According to the complaint, plaintiff Maria Teresa Torres Hernández (hereinafter the plaintiff) was the personnel officer of the Municipal Government of Trujillo Alto, Puerto Rico. On November, 1980, Puerto Rico held a gubernatorial and general election. In the Municipality of Trujillo Alto, Popular Democratic Party candidate, defendant Pedro A. Padilla was elected but the Municipal Assembly remained controlled by the New Progressive Party (NPP). Since Mr. Padilla (hereinafter the defendant) took office, he began a whole pattern of political discrimination, persecution and harassment against plaintiff.

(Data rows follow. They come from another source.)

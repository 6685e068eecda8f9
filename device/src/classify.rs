//! Recognition of native buffer handles.
//!
//! A handle is recognised when its runtime class is one of the twelve
//! registered [`Vector`] classes, **or** when its class *name* matches one of
//! theirs. The name fallback exists because an independently compiled copy of
//! this crate (pulled in by a second accelerated library, possibly at another
//! version) defines logically identical handle types whose `TypeId` differs.
//!
//! The fallback is a deliberate weakening of type safety: any type may claim a
//! registered class name. Callers must not use [`is_raw_buffer`] to reject
//! hostile or merely similarly-named unrelated types.

use std::any::{Any, TypeId};
use std::rc::Rc;

use cuvec_dtype::DType;
use once_cell::sync::Lazy;
use tracing::debug;

use crate::vector::{Element, RawHandle, Vector};

/// A registered native buffer class.
#[derive(Debug, Clone, Copy, PartialEq, Eq)]
pub struct HandleClass {
    pub id: TypeId,
    pub name: &'static str,
    pub dtype: DType,
}

impl HandleClass {
    fn of<T: Element>() -> Self {
        Self { id: TypeId::of::<Vector<T>>(), name: T::CLASS_NAME, dtype: T::DTYPE }
    }
}

static CLASSES: Lazy<Vec<HandleClass>> = Lazy::new(|| {
    macro_rules! classes {
        ($($ty:ty),*) => { vec![$(HandleClass::of::<$ty>()),*] };
    }
    let classes: Vec<HandleClass> = crate::for_each_element!(classes);
    debug!(count = classes.len(), "handle classes registered");
    classes
});

pub fn classes() -> &'static [HandleClass] {
    &CLASSES
}

/// The registered class for `dtype`, if it is a native kind.
pub fn class_of(dtype: DType) -> Option<&'static HandleClass> {
    classes().iter().find(|class| class.dtype == dtype)
}

/// Check whether `handle` is a native buffer, by class identity or by class name.
pub fn is_raw_buffer(handle: &dyn RawHandle) -> bool {
    let id = handle.as_any().type_id();
    let name = handle.class_name();
    classes().iter().any(|class| class.id == id || class.name == name)
}

/// Check whether an arbitrary value is a native buffer handle.
pub fn is_raw_value(value: &dyn Any) -> bool {
    raw_handle_of(value).is_some()
}

/// Extract a shared native handle from an arbitrary value.
///
/// Accepts any typed [`Vector`] or `Rc<Vector<T>>`, or an erased
/// `Rc<dyn RawHandle>` that passes [`is_raw_buffer`].
pub fn raw_handle_of(value: &dyn Any) -> Option<Rc<dyn RawHandle>> {
    if let Some(handle) = value.downcast_ref::<Rc<dyn RawHandle>>() {
        return is_raw_buffer(&**handle).then(|| Rc::clone(handle));
    }

    macro_rules! typed {
        ($($ty:ty),*) => {
            $(if let Some(vector) = value.downcast_ref::<Vector<$ty>>() {
                return Some(Rc::new(vector.clone()));
            }
            if let Some(shared) = value.downcast_ref::<Rc<Vector<$ty>>>() {
                return Some(Rc::clone(shared) as Rc<dyn RawHandle>);
            })*
        };
    }
    crate::for_each_element!(typed);

    None
}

Among the actions plaintiffs claimed the defendant took against Mrs. Torres Hernández were the following:
b. On April, 1981, defendant’s secretary told plaintiff not to participate in NPP meetings.
c. On July, 1981, defendant prohibited plaintiff to attend meetings of the Municipal Assembly and questioned her presence in the Assembly’s Office.
d. On January, 1982, plaintiff was questioned about the request for a certificate of employment of a former NPP municipal employee.
e. On April, 1982, defendant insulted plaintiff in his office. He told her to leave the office because her presence made him sick. He also threatened to fire her. Defendant also implied that the PDP and the NPP had put pressure on him because of her. He also told plaintiff to do things right or she was going to be affected.
f. On January, 1983, defendant hired attorney Carmen Fernández, under contract. In a few days she became as a matter of fact the new Personnel Director. Plaintiff was removed from her desk and was deprived of all her supervisory functions or duties.
g. Attorney Carmen Fernández, with the approval of defendant, gave leave to employees of the Personnel Office without the consent of the plaintiff. Attorney Carmen Fernández was not authorized by law to intervene or approve personnel transactions because she was hired under a contract.
h. Plaintiff was given a desk whose drawers did not open. She had to use a shoe box to put the office materials.
i. Plaintiff was forced for three weeks to pack boxes for a dead file.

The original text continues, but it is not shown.